Dental floss and tape: When bridges or full-arch prostheses are present, a dental threader is needed due to its semi-rigid tip that can help guide the floss or tape through spaces between prostheses and gums.
Interproximal brushes, adapting to different spaces between teeth/implants: Dentist or hygienists will recommend the brush depending on the size (diameter), the shape of the handle and the type of brush head (cylindrical or conical). The thickest brushes access implant-supported prostheses and overdentures without bending. The narrowest are useful for implants that are in between natural teeth.
Mouthwashes with chlorhexidine at different concentrations: this indication varies from patient to patient depending on their sensitivity and habits. If treatment is temporary, high doses may be used (0.12% chorhexidine digluconate + 0.05% cetylpyridinium chloride), or as a compliment in low doses (0.05% chorhexidine digluconate + 0.05% cetylpyridinium chloride). Also, daily use formulations may be recommended with 0.05% cetylpyridinium chloride as part of their composition because this has been proven to have an anti-plaque effect. Antispetics can inhibit the growth of oral biofilm on teeth and implants, ensuring healthy plaque levels.

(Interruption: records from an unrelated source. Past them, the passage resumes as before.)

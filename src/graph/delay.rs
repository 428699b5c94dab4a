use crate::dsp::delay::DelayLine;
use crate::graph::node::{GraphNode, RenderCtx};

/// Feedback gain for the echo repeats. Matches the fixed 0.4 on the panel's
/// delay circuit; anything close to 1.0 self-oscillates.
const FEEDBACK: f32 = 0.4;

/// Feedback echo. The delay fader sets the echo time in seconds; each repeat
/// comes back at `FEEDBACK` of the previous one.
pub struct DelayNode {
    line: DelayLine,
    delay_seconds: f32,
}

impl DelayNode {
    pub fn new(delay_seconds: f32) -> Self {
        Self {
            line: DelayLine::new(),
            delay_seconds: delay_seconds.clamp(0.01, 1.0),
        }
    }

    /// Change the echo time. Takes effect immediately; the line is not
    /// cleared, so existing repeats shift rather than cut out.
    pub fn set_time(&mut self, delay_seconds: f32) {
        self.delay_seconds = delay_seconds.clamp(0.01, 1.0);
    }

    pub fn time(&self) -> f32 {
        self.delay_seconds
    }

    pub fn reset(&mut self) {
        self.line.reset();
    }
}

impl GraphNode for DelayNode {
    fn render_block(&mut self, out: &mut [f32], ctx: &RenderCtx) {
        let delay_samples = ((self.delay_seconds * ctx.sample_rate) as usize).max(1);

        for sample in out.iter_mut() {
            let dry = *sample;
            let delayed = self.line.read(delay_samples);

            // Echoes feed back into the line so they repeat and decay
            self.line.write(dry + delayed * FEEDBACK);
            *sample = dry + delayed;
        }
    }
}

#[cfg(test)]
mod tests {
    use super::*;

    fn ctx() -> RenderCtx {
        RenderCtx::from_freq(1_000.0, 440.0, 1.0)
    }

    #[test]
    fn echo_appears_after_the_delay_time() {
        // 50 ms at 1 kHz = 50 samples
        let mut node = DelayNode::new(0.05);

        let mut buffer = vec![0.0f32; 128];
        buffer[0] = 1.0;
        node.render_block(&mut buffer, &ctx());

        assert_eq!(buffer[0], 1.0, "dry signal passes through");
        assert!(buffer[50] > 0.9, "first echo at the delay time");
        assert!(
            buffer[100] > 0.3 && buffer[100] < buffer[50],
            "second echo quieter than the first"
        );
    }

    #[test]
    fn repeats_decay_toward_silence() {
        let mut node = DelayNode::new(0.02);
        let mut buffer = vec![0.0f32; 20];
        buffer[0] = 1.0;
        node.render_block(&mut buffer, &ctx());

        // Run long enough for many repeats to have decayed
        let mut last = f32::MAX;
        for _ in 0..50 {
            let mut block = vec![0.0f32; 20];
            node.render_block(&mut block, &ctx());
            let peak = block.iter().fold(0.0f32, |acc, &x| acc.max(x.abs()));
            assert!(peak <= last + 1e-6);
            last = peak;
        }
        assert!(last < 0.05, "echoes should have died out, peak {last}");
    }
}
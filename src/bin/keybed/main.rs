//! keybed - a polyphonic synthesizer played from the typing keyboard
//!
//! Run with: cargo run

mod app;
mod ui;

use app::Keybed;

fn main() -> color_eyre::Result<()> {
    color_eyre::install()?;

    Keybed::new().run()
}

Patients need to understand that microorganisms are constantly entering their mouths, and that they need to be removed daily, because if they are allowed to accumulate, they will cause damage, inflaming gums and destroying the bone that supports implants. If patients are correctly instructed and use the right, specific tools, they can carry out proper daily oral hygiene and be able to remove most oral biofilm build-up. If a regular professional check-up is added to this, there is a very good chance implants will last a long time.